**Goal of the exercise:**
The line containing "containing all settings" marks the end: quote every line from the start of the records below through it, word for word.

**Provided entries:**
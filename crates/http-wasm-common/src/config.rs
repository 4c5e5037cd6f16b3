//! Configuration structures for http-wasm.
//!
//! This module defines configuration options for various components:
//! - [`RuntimeConfig`]: Top-level configuration containing all settings
//! - [`EngineConfig`]: Wasmtime engine settings (pooling allocator, WASI)
//! - [`ExecutionConfig`]: Per-invocation limits (fuel, memory)
//! - [`PoolConfig`]: Guest instance pool sizing and backpressure

use std::time::Duration;

use serde::{Deserialize, Serialize};

use crate::RuntimeError;

/// Top-level runtime configuration.
///
/// This structure contains all configuration options for one guest runtime.
/// It can be loaded from files (TOML, JSON) or built in code.
#[derive(Debug, Clone, Default, Deserialize, Serialize)]
pub struct RuntimeConfig {
    /// Wasmtime engine configuration.
    #[serde(default)]
    pub engine: EngineConfig,

    /// Per-invocation execution configuration.
    #[serde(default)]
    pub execution: ExecutionConfig,

    /// Guest instance pool configuration.
    #[serde(default)]
    pub pool: PoolConfig,
}

impl RuntimeConfig {
    /// Check the configuration for values that can never work.
    pub fn validate(&self) -> Result<(), RuntimeError> {
        if self.pool.size == 0 {
            return Err(RuntimeError::invalid_config("pool.size must be at least 1"));
        }
        if self.engine.pooling_allocator && self.engine.max_instances < self.pool.size {
            return Err(RuntimeError::invalid_config(format!(
                "engine.max_instances ({}) is smaller than pool.size ({})",
                self.engine.max_instances, self.pool.size
            )));
        }
        if self.execution.max_memory_mb > self.engine.instance_memory_mb
            && self.engine.pooling_allocator
        {
            return Err(RuntimeError::invalid_config(format!(
                "execution.max_memory_mb ({}) exceeds engine.instance_memory_mb ({})",
                self.execution.max_memory_mb, self.engine.instance_memory_mb
            )));
        }
        Ok(())
    }
}

/// Wasmtime engine configuration.
///
/// These settings affect the global Wasmtime engine behavior,
/// including the memory allocation strategy.
#[derive(Debug, Clone, Deserialize, Serialize)]
pub struct EngineConfig {
    /// Enable the pooling allocator for fast instance creation.
    ///
    /// When enabled, memory slots are reserved up front for
    /// `max_instances` guest instances.
    #[serde(default = "defaults::pooling_allocator")]
    pub pooling_allocator: bool,

    /// Maximum concurrent instances in the allocator pool.
    ///
    /// Only effective when `pooling_allocator` is enabled.
    #[serde(default = "defaults::max_instances")]
    pub max_instances: u32,

    /// Memory per instance slot in megabytes.
    #[serde(default = "defaults::instance_memory_mb")]
    pub instance_memory_mb: u32,

    /// Link WASI preview1 imports so guests built by standard
    /// toolchains (which import `wasi_snapshot_preview1`) can instantiate.
    #[serde(default = "defaults::wasi")]
    pub wasi: bool,

    /// Optimize generated code for speed rather than compile time.
    #[serde(default = "defaults::optimize")]
    pub optimize: bool,
}

impl Default for EngineConfig {
    fn default() -> Self {
        Self {
            pooling_allocator: defaults::pooling_allocator(),
            max_instances: defaults::max_instances(),
            instance_memory_mb: defaults::instance_memory_mb(),
            wasi: defaults::wasi(),
            optimize: defaults::optimize(),
        }
    }
}

/// Per-invocation execution configuration.
///
/// These settings bound the work a single guest invocation can do.
#[derive(Debug, Clone, Deserialize, Serialize)]
pub struct ExecutionConfig {
    /// Fuel (roughly, wasm instructions) granted to each invocation.
    ///
    /// The store is refilled to this amount before every call into the guest.
    #[serde(default = "defaults::max_fuel")]
    pub max_fuel: u64,

    /// Enable fuel metering.
    #[serde(default = "defaults::fuel_metering")]
    pub fuel_metering: bool,

    /// Maximum linear memory per guest instance in megabytes.
    #[serde(default = "defaults::max_memory_mb")]
    pub max_memory_mb: u32,
}

impl Default for ExecutionConfig {
    fn default() -> Self {
        Self {
            max_fuel: defaults::max_fuel(),
            fuel_metering: defaults::fuel_metering(),
            max_memory_mb: defaults::max_memory_mb(),
        }
    }
}

impl ExecutionConfig {
    /// Get the memory limit in bytes.
    pub fn max_memory_bytes(&self) -> usize {
        (self.max_memory_mb as usize) * 1024 * 1024
    }
}

/// Guest instance pool configuration.
///
/// Pool size is the only parallelism control for guest execution: at most
/// `size` invocations run at once, each on its own instance.
#[derive(Debug, Clone, Deserialize, Serialize)]
pub struct PoolConfig {
    /// Maximum number of guest instances.
    #[serde(default = "defaults::pool_size")]
    pub size: u32,

    /// Create every instance at startup instead of on first demand.
    #[serde(default)]
    pub prewarm: bool,

    /// How long a request waits for a free instance.
    ///
    /// `None` waits until an instance is released or the runtime closes,
    /// `Some(0)` rejects immediately when the pool is exhausted.
    #[serde(default = "defaults::acquire_timeout_ms")]
    pub acquire_timeout_ms: Option<u64>,
}

impl Default for PoolConfig {
    fn default() -> Self {
        Self {
            size: defaults::pool_size(),
            prewarm: false,
            acquire_timeout_ms: defaults::acquire_timeout_ms(),
        }
    }
}

impl PoolConfig {
    /// Get the acquire timeout as a `Duration`.
    pub fn acquire_timeout(&self) -> Option<Duration> {
        self.acquire_timeout_ms.map(Duration::from_millis)
    }
}

/// Default value functions for serde.
mod defaults {
    pub const fn pooling_allocator() -> bool {
        true
    }

    pub const fn max_instances() -> u32 {
        128
    }

    pub const fn instance_memory_mb() -> u32 {
        64
    }

    pub const fn wasi() -> bool {
        true
    }

    pub const fn optimize() -> bool {
        true
    }

    pub const fn max_fuel() -> u64 {
        10_000_000
    }

    pub const fn fuel_metering() -> bool {
        true
    }

    pub const fn max_memory_mb() -> u32 {
        64
    }

    pub const fn pool_size() -> u32 {
        16
    }

    #[allow(clippy::unnecessary_wraps)]
    pub const fn acquire_timeout_ms() -> Option<u64> {
        Some(5_000)
    }
}

#[cfg(test)]
mod tests {
    use super::*;
    use tokio_test::{assert_err, assert_ok};

    #[test]
    fn test_default_config() {
        let config = RuntimeConfig::default();

        assert!(config.engine.pooling_allocator);
        assert_eq!(config.engine.max_instances, 128);
        assert_eq!(config.engine.instance_memory_mb, 64);
        assert!(config.engine.wasi);

        assert_eq!(config.execution.max_fuel, 10_000_000);
        assert!(config.execution.fuel_metering);
        assert_eq!(config.execution.max_memory_mb, 64);

        assert_eq!(config.pool.size, 16);
        assert!(!config.pool.prewarm);
        assert_eq!(config.pool.acquire_timeout_ms, Some(5_000));

        assert_ok!(config.validate());
    }

    #[test]
    fn test_config_serialization() {
        let config = RuntimeConfig::default();
        let json = serde_json::to_string(&config).unwrap();
        let deserialized: RuntimeConfig = serde_json::from_str(&json).unwrap();

        assert_eq!(
            config.engine.max_instances,
            deserialized.engine.max_instances
        );
        assert_eq!(config.execution.max_fuel, deserialized.execution.max_fuel);
        assert_eq!(config.pool.size, deserialized.pool.size);
    }

    #[test]
    fn test_acquire_timeout() {
        let pool = PoolConfig {
            acquire_timeout_ms: Some(250),
            ..Default::default()
        };
        assert_eq!(pool.acquire_timeout(), Some(Duration::from_millis(250)));

        let pool = PoolConfig {
            acquire_timeout_ms: None,
            ..Default::default()
        };
        assert_eq!(pool.acquire_timeout(), None);
    }

    #[test]
    fn test_partial_deserialization() {
        let json = r#"{"pool": {"size": 4, "prewarm": true}}"#;
        let config: RuntimeConfig = serde_json::from_str(json).unwrap();

        // Explicitly set values
        assert_eq!(config.pool.size, 4);
        assert!(config.pool.prewarm);
        // Default values for unspecified fields
        assert_eq!(config.pool.acquire_timeout_ms, Some(5_000));
        assert!(config.engine.pooling_allocator);
        assert_eq!(config.execution.max_fuel, 10_000_000);
    }

    #[test]
    fn test_validate_rejects_empty_pool() {
        let mut config = RuntimeConfig::default();
        config.pool.size = 0;
        assert_err!(config.validate());
    }

    #[test]
    fn test_validate_rejects_pool_larger_than_allocator() {
        let mut config = RuntimeConfig::default();
        config.engine.max_instances = 2;
        config.pool.size = 8;
        assert_err!(config.validate());

        config.engine.pooling_allocator = false;
        assert_ok!(config.validate());
    }

    #[test]
    fn test_max_memory_bytes() {
        let exec = ExecutionConfig {
            max_memory_mb: 2,
            ..Default::default()
        };
        assert_eq!(exec.max_memory_bytes(), 2 * 1024 * 1024);
    }
}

**Solution to this task:**
filename crates/http-wasm-common/src/config.rs
repository 4c5e5037cd6f16b3
//! Configuration structures for http-wasm.
//!
//! This module defines configuration options for various components:
//! - [`RuntimeConfig`]: Top-level configuration containing all settings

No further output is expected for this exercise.